For much of the speech, the reader could be forgiven for thinking that Douglass had joined Delany in the black-nationalist camp. First addressing the white members of the audience, he told them, in effect, this is how your national holiday appears to you. He addresses them in a chain of second-person pronouns: not our but “your national independence”; “your political freedom”; “your fathers”; “your nation.” The driving spirit seems little different from what animated his 1847 renunciation of patriotism. While admiring the “revolutionary fathers,” he yet declared: “This Fourth [of] July is yours, not mine.”

Coming to the present, he excoriated post-Founding America: “There is not a nation on the earth guilty of practices, more shocking and bloody, than are the people of these United States, at this very hour.”

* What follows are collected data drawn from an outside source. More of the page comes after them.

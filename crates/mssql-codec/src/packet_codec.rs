//! TDS packet codec implementation.

use bytes::{BufMut, BytesMut};
use tds_protocol::packet::{MAX_PACKET_SIZE, PACKET_HEADER_SIZE, PacketHeader};
use tokio_util::codec::{Decoder, Encoder};

use crate::error::CodecError;

/// A TDS packet with header and payload.
#[derive(Debug, Clone)]
pub struct Packet {
    /// Packet header.
    pub header: PacketHeader,
    /// Packet payload (excluding header).
    pub payload: BytesMut,
}

impl Packet {
    /// Create a new packet with the given header and payload.
    #[must_use]
    pub fn new(header: PacketHeader, payload: BytesMut) -> Self {
        Self { header, payload }
    }

    /// Get the total packet size including header.
    #[must_use]
    pub fn total_size(&self) -> usize {
        PACKET_HEADER_SIZE + self.payload.len()
    }

    /// Check if this is the last packet in a message.
    #[must_use]
    pub fn is_end_of_message(&self) -> bool {
        self.header.is_end_of_message()
    }
}

/// TDS packet codec for tokio-util framing.
///
/// This codec handles the low-level encoding and decoding of TDS packets
/// over a byte stream.
pub struct TdsCodec {
    /// Maximum packet size to accept.
    max_packet_size: usize,
    /// Current packet sequence number for encoding.
    packet_id: u8,
}

impl TdsCodec {
    /// Create a new TDS codec with default settings.
    #[must_use]
    pub fn new() -> Self {
        Self {
            max_packet_size: MAX_PACKET_SIZE,
            packet_id: 1,
        }
    }

    /// Create a new TDS codec with a custom maximum packet size.
    #[must_use]
    pub fn with_max_packet_size(mut self, size: usize) -> Self {
        self.max_packet_size = size.min(MAX_PACKET_SIZE);
        self
    }

    /// Get the next packet ID and increment the counter.
    fn next_packet_id(&mut self) -> u8 {
        let id = self.packet_id;
        self.packet_id = self.packet_id.wrapping_add(1);
        if self.packet_id == 0 {
            self.packet_id = 1;
        }
        id
    }

    /// Reset the packet ID counter.
    pub fn reset_packet_id(&mut self) {
        self.packet_id = 1;
    }
}

impl Default for TdsCodec {
    fn default() -> Self {
        Self::new()
    }
}

impl Decoder for TdsCodec {
    type Item = Packet;
    type Error = CodecError;

    fn decode(&mut self, src: &mut BytesMut) -> Result<Option<Self::Item>, Self::Error> {
        // Need at least a header to proceed
        if src.len() < PACKET_HEADER_SIZE {
            return Ok(None);
        }

        // Peek at the header to get the length
        let length = u16::from_be_bytes([src[2], src[3]]) as usize;

        // Validate packet length
        if length < PACKET_HEADER_SIZE {
            return Err(CodecError::InvalidHeader);
        }
        if length > self.max_packet_size {
            return Err(CodecError::PacketTooLarge {
                size: length,
                max: self.max_packet_size,
            });
        }

        // Check if we have the complete packet
        if src.len() < length {
            // Reserve space for the full packet
            src.reserve(length - src.len());
            return Ok(None);
        }

        // Extract the packet bytes
        let packet_bytes = src.split_to(length);
        let mut cursor = packet_bytes.as_ref();

        // Parse the header
        let header = PacketHeader::decode(&mut cursor)?;

        // Extract payload
        let payload = BytesMut::from(&packet_bytes[PACKET_HEADER_SIZE..]);

        tracing::trace!(
            packet_type = ?header.packet_type,
            length = length,
            is_eom = header.is_end_of_message(),
            "decoded TDS packet"
        );

        Ok(Some(Packet::new(header, payload)))
    }
}

impl Encoder<Packet> for TdsCodec {
    type Error = CodecError;

    fn encode(&mut self, item: Packet, dst: &mut BytesMut) -> Result<(), Self::Error> {
        let total_length = PACKET_HEADER_SIZE + item.payload.len();

        if total_length > self.max_packet_size {
            return Err(CodecError::PacketTooLarge {
                size: total_length,
                max: self.max_packet_size,
            });
        }

        // Reserve space
        dst.reserve(total_length);

        // Create header with correct length and packet ID
        let mut header = item.header;
        header.length = total_length as u16;
        header.packet_id = self.next_packet_id();

        // Encode header
        header.encode(dst);

        // Encode payload
        dst.put_slice(&item.payload);

        tracing::trace!(
            packet_type = ?header.packet_type,
            length = total_length,
            packet_id = header.packet_id,
            "encoded TDS packet"
        );

        Ok(())
    }
}

#[cfg(test)]
#[allow(clippy::unwrap_used)]
mod tests {
    use super::*;
    use tds_protocol::packet::{PacketStatus, PacketType};

    #[test]
    fn test_decode_packet() {
        let mut codec = TdsCodec::new();

        // Create a minimal packet: header (8 bytes) + 4 bytes payload
        let mut data = BytesMut::new();
        data.put_u8(PacketType::SqlBatch as u8); // type
        data.put_u8(PacketStatus::END_OF_MESSAGE.bits()); // status
        data.put_u16(12); // length (8 header + 4 payload)
        data.put_u16(0); // spid
        data.put_u8(1); // packet_id
        data.put_u8(0); // window
        data.put_slice(b"test"); // payload

        let packet = codec.decode(&mut data).unwrap().unwrap();
        assert_eq!(packet.header.packet_type, PacketType::SqlBatch);
        assert!(packet.header.is_end_of_message());
        assert_eq!(&packet.payload[..], b"test");
    }

    #[test]
    fn test_encode_packet() {
        let mut codec = TdsCodec::new();

        let header = PacketHeader::new(PacketType::SqlBatch, PacketStatus::END_OF_MESSAGE, 0);
        let payload = BytesMut::from(&b"test"[..]);
        let packet = Packet::new(header, payload);

        let mut dst = BytesMut::new();
        codec.encode(packet, &mut dst).unwrap();

        assert_eq!(dst.len(), 12); // 8 header + 4 payload
        assert_eq!(dst[0], PacketType::SqlBatch as u8);
    }

    #[test]
    fn test_incomplete_packet() {
        let mut codec = TdsCodec::new();

        // Only header, no payload
        let mut data = BytesMut::new();
        data.put_u8(PacketType::SqlBatch as u8);
        data.put_u8(PacketStatus::END_OF_MESSAGE.bits());
        data.put_u16(12); // Claims to be 12 bytes
        data.put_u16(0);
        data.put_u8(1);
        data.put_u8(0);
        // Missing 4 bytes of payload

        let result = codec.decode(&mut data).unwrap();
        assert!(result.is_none()); // Should return None for incomplete
    }
}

Perhaps the worst of the nation’s crimes, to that point, was the enactment of the Fugitive Slave Law of 1850—“that most foul and fiendish of all human decrees,” Douglass called it, a law that “stands alone in the annals of tyrannical legislation.” For free black Americans, the effect was essentially to legalize kidnapping, leaving many to conclude that there was no protection by law for them anywhere in the U.S. What followed were upsurges in pro-emigration sentiment and in actual emigration.

Douglass fully understood that sentiment, but he believed it to be self-destructive and rejected it repeatedly over the course of his career. He understood, too, however, that the case against emigration, like the case against disunion, had to be buttressed by a case for America. He concluded the July Fourth oration, as he concluded virtually all his speeches, with an expression of hopefulness.

This was not mere wishfulness. Douglass thought hopefulness in America was rational—grounded in evidence and reason—in part because of America’s Founding. America’s revolutionary fathers were “brave men,” he remarked. They were “great men”; they dedicated the country to eternal principles. Against the Garrisonians, also against those debauched (as Lincoln put it) by John Calhoun, he maintained that the Founders’ Constitution was not pro-slavery; it was “a GLORIOUS LIBERTY DOCUMENT.”

The case for hopefulness required that and more. At the conclusion of the Fourth of July speech, Douglass said something particularly interesting about the further grounds of his hopefulness. “A change has now come over the affairs of mankind,” he said. Developments in the modern world, crucially enabled by modern philosophy, were making slavery increasingly impossible.

“The arm of commerce,” he continued, “has borne away the gates of the strong city. Intelligence is penetrating the darkest corners of the globe.” We are living in an age of commerce and enlightenment, he believed, and those developments were closely related.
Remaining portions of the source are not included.